The theme of the march is to educate, engage and empower women to fight for positive change and equality. Two years ago, when President Donald Trump first took office, this event brought an estimated 100,000 people to Portland. A far smaller march took place in 2018 and this year, about 2,000 people came together.
The event may be smaller in scope but it was no less powerful for those in attendance. Oregon congresswoman Suzanne Bonamici was among several speakers who encouraged people to get more involved in their community.
"It's important to be here today at the women's march to send a message that it makes a difference to have women around the table," Bonamici said at Sunday's rally. "We want and need more women to run for Congress and for elected offices here in Oregon and across the country."
From immigration reform to health care, those in attendance Sunday said there are too many issues facing our country to remain silent.
"With the current issues us women face — poverty, hunger, homelessness, continued gender-wage gap, violence against us, treatment of women in prison, access to rehabilitation centers, human trafficking, sex slavery — shall I go on?" speaker Jessica Bekket said at the rally. "There's work to get done until change comes."
PHOTO GALLERY: 2019 Portland Womxn's March and Rally
Anno Ballard said she attended Sunday's march because she doesn't believe the country has achieved equality yet.
"I'm here because I want women of all races to be able to have equal pay, to be treated as equal people, and I don't think that's happening yet," Ballard said.
After the rally, the group marched to Shemanski Park and back. Many say events like this are just a start.
"We just have to fight harder," Ballard said. "I'm feeling optimistic."
From 2017: Raw video of Portland Women's March
The event was held in March this year because organizers didn’t want it to take attention away from celebrating Martin Luther King Jr. Day in January. In 2017, women's marches protesting Trump's election took place across the country on the anniversary of his inauguration.
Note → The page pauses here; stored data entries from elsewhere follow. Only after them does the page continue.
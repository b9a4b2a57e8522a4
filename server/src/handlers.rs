use actix_web::{
    http::StatusCode,
    web::{Data, Json, Query},
    HttpResponse, Responder,
};
use serde::{Deserialize, Serialize};

use crate::config::AppState;
use crate::now_unix_s;
use crate::response::json_error;

pub(crate) const NAME_MIN_CHARS: usize = 2;
pub(crate) const NAME_MAX_CHARS: usize = 30;
pub(crate) const DEFAULT_LEADERBOARD_LIMIT: usize = 10;
pub(crate) const MAX_LEADERBOARD_LIMIT: usize = 50;

#[derive(Debug, Deserialize)]
pub(crate) struct SubmitScoreRequest {
    pub(crate) name: String,
    pub(crate) score: i64,
}

#[derive(Debug, Deserialize)]
pub(crate) struct LeaderboardQuery {
    pub(crate) limit: Option<usize>,
}

#[derive(Serialize)]
pub(crate) struct HealthResponse {
    pub(crate) status: &'static str,
    pub(crate) service: &'static str,
    pub(crate) stored_scores: usize,
}

/// Returns `(error_message, error_code)` on failure.
pub(crate) fn validate_name(raw: &str) -> Result<&str, (String, &'static str)> {
    let name = raw.trim();
    let chars = name.chars().count();
    if chars < NAME_MIN_CHARS || chars > NAME_MAX_CHARS {
        return Err((
            format!("name must be {NAME_MIN_CHARS}-{NAME_MAX_CHARS} characters"),
            "invalid_name",
        ));
    }
    Ok(name)
}

/// Returns `(error_message, error_code)` on failure.
pub(crate) fn validate_score(score: i64) -> Result<(), (String, &'static str)> {
    if score < 0 {
        return Err((
            "score must be a non-negative integer".to_string(),
            "invalid_score",
        ));
    }
    Ok(())
}

pub(crate) async fn submit_score(
    state: Data<AppState>,
    body: Json<SubmitScoreRequest>,
) -> impl Responder {
    let name = match validate_name(&body.name) {
        Ok(name) => name,
        Err((message, code)) => return json_error(StatusCode::BAD_REQUEST, message, Some(code)),
    };
    if let Err((message, code)) = validate_score(body.score) {
        return json_error(StatusCode::BAD_REQUEST, message, Some(code));
    }

    match state.scores.submit(name, body.score, now_unix_s()) {
        Ok(action) => HttpResponse::Ok().json(serde_json::json!({
            "ok": true,
            "action": action.as_str(),
        })),
        Err(e) => {
            tracing::error!("score submit failed: {e}");
            json_error(
                StatusCode::INTERNAL_SERVER_ERROR,
                "score store error",
                Some("internal_error"),
            )
        }
    }
}

pub(crate) async fn leaderboard(
    state: Data<AppState>,
    query: Query<LeaderboardQuery>,
) -> impl Responder {
    let limit = query
        .limit
        .unwrap_or(DEFAULT_LEADERBOARD_LIMIT)
        .clamp(1, MAX_LEADERBOARD_LIMIT);

    match state.scores.top(limit) {
        Ok(rows) => HttpResponse::Ok().json(serde_json::json!({ "data": rows })),
        Err(e) => {
            tracing::error!("leaderboard query failed: {e}");
            json_error(
                StatusCode::INTERNAL_SERVER_ERROR,
                "score store error",
                Some("internal_error"),
            )
        }
    }
}

pub(crate) async fn health(state: Data<AppState>) -> impl Responder {
    let stored_scores = match state.scores.count() {
        Ok(count) => count,
        Err(e) => {
            tracing::error!("health check failed: {e}");
            return json_error(
                StatusCode::INTERNAL_SERVER_ERROR,
                "score store error",
                Some("internal_error"),
            );
        }
    };

    HttpResponse::Ok().json(HealthResponse {
        status: "healthy",
        service: "lane-dash-api",
        stored_scores,
    })
}

#[cfg(test)]
mod tests {
    use super::*;
    use std::sync::Arc;

    use actix_web::{test as awtest, web, App};
    use serde_json::{json, Value};
    use tempfile::TempDir;

    use crate::store::ScoreStore;

    fn test_state() -> (AppState, TempDir) {
        let dir = TempDir::new().unwrap();
        let store = ScoreStore::open(dir.path()).unwrap();
        (
            AppState {
                scores: Arc::new(store),
            },
            dir,
        )
    }

    #[test]
    fn validate_name_trims_and_checks_length() {
        assert_eq!(validate_name("  Ada  ").unwrap(), "Ada");
        assert!(validate_name("x").is_err());
        assert!(validate_name("   ").is_err());
        assert!(validate_name(&"x".repeat(31)).is_err());
        assert!(validate_name(&"x".repeat(30)).is_ok());
    }

    #[test]
    fn validate_score_rejects_negative() {
        assert!(validate_score(0).is_ok());
        assert!(validate_score(9999).is_ok());
        assert!(validate_score(-1).is_err());
    }

    #[actix_web::test]
    async fn submit_upserts_best_score_only() {
        let (state, _dir) = test_state();
        let app = awtest::init_service(
            App::new()
                .app_data(web::Data::new(state))
                .route("/submit-score", web::post().to(submit_score))
                .route("/leaderboard", web::get().to(leaderboard)),
        )
        .await;

        for (score, expected) in [(42, "inserted"), (30, "kept_best"), (55, "updated")] {
            let req = awtest::TestRequest::post()
                .uri("/submit-score")
                .set_json(json!({ "name": "Ada", "score": score }))
                .to_request();
            let resp = awtest::call_service(&app, req).await;
            assert_eq!(resp.status(), StatusCode::OK);

            let body: Value = awtest::read_body_json(resp).await;
            assert_eq!(body["ok"], Value::Bool(true));
            assert_eq!(body["action"].as_str(), Some(expected));
        }

        let req = awtest::TestRequest::get().uri("/leaderboard").to_request();
        let resp = awtest::call_service(&app, req).await;
        let body: Value = awtest::read_body_json(resp).await;
        let rows = body["data"].as_array().unwrap();
        assert_eq!(rows.len(), 1);
        assert_eq!(rows[0]["name"].as_str(), Some("Ada"));
        assert_eq!(rows[0]["score"].as_i64(), Some(55));
    }

    #[actix_web::test]
    async fn submit_trims_name_before_storing() {
        let (state, _dir) = test_state();
        let app = awtest::init_service(
            App::new()
                .app_data(web::Data::new(state.clone()))
                .route("/submit-score", web::post().to(submit_score)),
        )
        .await;

        let req = awtest::TestRequest::post()
            .uri("/submit-score")
            .set_json(json!({ "name": "  Ada  ", "score": 7 }))
            .to_request();
        let resp = awtest::call_service(&app, req).await;
        assert_eq!(resp.status(), StatusCode::OK);

        let rows = state.scores.top(10).unwrap();
        assert_eq!(rows[0].name, "Ada");
    }

    #[actix_web::test]
    async fn submit_rejects_invalid_names() {
        let (state, _dir) = test_state();
        let app = awtest::init_service(
            App::new()
                .app_data(web::Data::new(state))
                .route("/submit-score", web::post().to(submit_score)),
        )
        .await;

        for name in ["x", "   ", &"x".repeat(31)] {
            let req = awtest::TestRequest::post()
                .uri("/submit-score")
                .set_json(json!({ "name": name, "score": 10 }))
                .to_request();
            let resp = awtest::call_service(&app, req).await;
            assert_eq!(resp.status(), StatusCode::BAD_REQUEST);

            let body: Value = awtest::read_body_json(resp).await;
            assert_eq!(body["ok"], Value::Bool(false));
            assert_eq!(body["code"].as_str(), Some("invalid_name"));
        }
    }

    #[actix_web::test]
    async fn submit_rejects_negative_score() {
        let (state, _dir) = test_state();
        let app = awtest::init_service(
            App::new()
                .app_data(web::Data::new(state))
                .route("/submit-score", web::post().to(submit_score)),
        )
        .await;

        let req = awtest::TestRequest::post()
            .uri("/submit-score")
            .set_json(json!({ "name": "Ada", "score": -1 }))
            .to_request();
        let resp = awtest::call_service(&app, req).await;
        assert_eq!(resp.status(), StatusCode::BAD_REQUEST);

        let body: Value = awtest::read_body_json(resp).await;
        assert_eq!(body["code"].as_str(), Some("invalid_score"));
    }

    #[actix_web::test]
    async fn leaderboard_clamps_limit_to_max() {
        let (state, _dir) = test_state();
        for i in 0..60 {
            state.scores.submit(&format!("player{i}"), i, 1000 + i).unwrap();
        }
        let app = awtest::init_service(
            App::new()
                .app_data(web::Data::new(state))
                .route("/leaderboard", web::get().to(leaderboard)),
        )
        .await;

        let req = awtest::TestRequest::get()
            .uri("/leaderboard?limit=100")
            .to_request();
        let resp = awtest::call_service(&app, req).await;
        assert_eq!(resp.status(), StatusCode::OK);

        let body: Value = awtest::read_body_json(resp).await;
        assert_eq!(body["data"].as_array().unwrap().len(), 50);
    }

    #[actix_web::test]
    async fn leaderboard_defaults_to_ten_rows() {
        let (state, _dir) = test_state();
        for i in 0..12 {
            state.scores.submit(&format!("player{i}"), i, 1000 + i).unwrap();
        }
        let app = awtest::init_service(
            App::new()
                .app_data(web::Data::new(state))
                .route("/leaderboard", web::get().to(leaderboard)),
        )
        .await;

        let req = awtest::TestRequest::get().uri("/leaderboard").to_request();
        let resp = awtest::call_service(&app, req).await;
        let body: Value = awtest::read_body_json(resp).await;
        let rows = body["data"].as_array().unwrap();
        assert_eq!(rows.len(), 10);
        // Best score first.
        assert_eq!(rows[0]["score"].as_i64(), Some(11));
    }

    #[actix_web::test]
    async fn health_reports_stored_scores() {
        let (state, _dir) = test_state();
        state.scores.submit("Ada", 42, 1000).unwrap();
        state.scores.submit("Grace", 17, 1001).unwrap();
        let app = awtest::init_service(
            App::new()
                .app_data(web::Data::new(state))
                .route("/health", web::get().to(health)),
        )
        .await;

        let req = awtest::TestRequest::get().uri("/health").to_request();
        let resp = awtest::call_service(&app, req).await;
        assert_eq!(resp.status(), StatusCode::OK);

        let body: Value = awtest::read_body_json(resp).await;
        assert_eq!(body["status"].as_str(), Some("healthy"));
        assert_eq!(body["service"].as_str(), Some("lane-dash-api"));
        assert_eq!(body["stored_scores"].as_u64(), Some(2));
    }
}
Organizers said the timing of this year’s march is also fitting because the march can serve as a celebration in advance of International Women’s Day, which is on March 8. March is also Women’s History Month.
The mission of the march was “to harness the political and organizational power of diverse womxn (and our communities) to create transformative social change,” organizers said. On the Womxn’s March PDX website, organizers linked to an article explaining the term womxn "opens up the free-human-woman concept to include trans women."